# white alcantara seats



## csi_basel (May 11, 2006)

Hi

I'm looking at a TTS which has black leather seats with a white alcantara middle part. My question is will this stain easily i.e. wet jeans etc. Also how easy is it to clean?

I would appreciate any responses as i have to make up my mind very quickly concerning this car.

Thanks everyone


----------



## ScoobyTT (Aug 24, 2009)

I would say that alcantara would stain just as easily as any other fabric, but I have no experience of it. If your jeans are dark and transfer colour to other materials easily, I'd be very careful with the white alcantara.
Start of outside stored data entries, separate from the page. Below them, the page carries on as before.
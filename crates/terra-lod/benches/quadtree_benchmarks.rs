use criterion::{BenchmarkId, Criterion, black_box, criterion_group, criterion_main};
use terra_lod::*;

fn bench_build_by_depth(c: &mut Criterion) {
    let mut group = c.benchmark_group("quadtree_build");
    let focus = FocusState::new(-2.5, 2.5);
    for depth in [3u8, 5, 7, 9] {
        let config = TerrainConfig::default().with_root_depth(depth).unwrap();
        group.bench_with_input(BenchmarkId::from_parameter(depth), &config, |bencher, config| {
            bencher.iter(|| black_box(QuadTree::build(config, &focus).unwrap().leaf_count()))
        });
    }
    group.finish();
}

fn bench_rebuild_reusing_arena(c: &mut Criterion) {
    let config = TerrainConfig::default();
    let mut focus = FocusState::at_patrol_start(&config);
    let mut tracker = FocusTracker::new();
    let mut tree = QuadTree::new();
    c.bench_function("quadtree_rebuild_patrol_frame", |bencher| {
        bencher.iter(|| {
            tracker.tick(&config, &mut focus);
            tree.rebuild(&config, &focus).unwrap();
            black_box(tree.leaf_count())
        })
    });
}

fn bench_distance_score(c: &mut Criterion) {
    let patch = black_box(Patch::new(-5.0, 5.0, 2.5, 2.5));
    let focus = black_box(glam::Vec2::new(1.25, -0.5));
    c.bench_function("distance_score", |bencher| {
        bencher.iter(|| black_box(distance_score(focus, &patch)))
    });
}

criterion_group!(
    benches,
    bench_build_by_depth,
    bench_rebuild_reusing_arena,
    bench_distance_score,
);
criterion_main!(benches);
I have some dark jeans for instance that despite washes and not being wet, still coloured the backs of some soft leather shoes just from rubbing on them.

Hopefully someone can give you a definitive answer, but I guess you could always keep a small towel or cloth in the car to put on the squab just in case if you happen to wear anything with strong/new colours


----------



## dooka (Apr 28, 2006)

Yes they will get dirty quickly, and you will get dye transfer, your best bet is to get a decent Alcantara Cleaner & protector.

Alcantara is a funny material, being man-made you would of thought it east to keep..


----------



## ahaydock (Sep 19, 2006)

As above you can try and protect it and I would say regular cleaning would be the best idea rather than letting it build up.

They will look great clean, but it may be hard to keep them that way!


----------



## BLinky (Jul 3, 2009)

dress 70s and wear white jeans, problem solved.


----------



## donss (Mar 10, 2009)

try not wetting your jeans.... lol


----------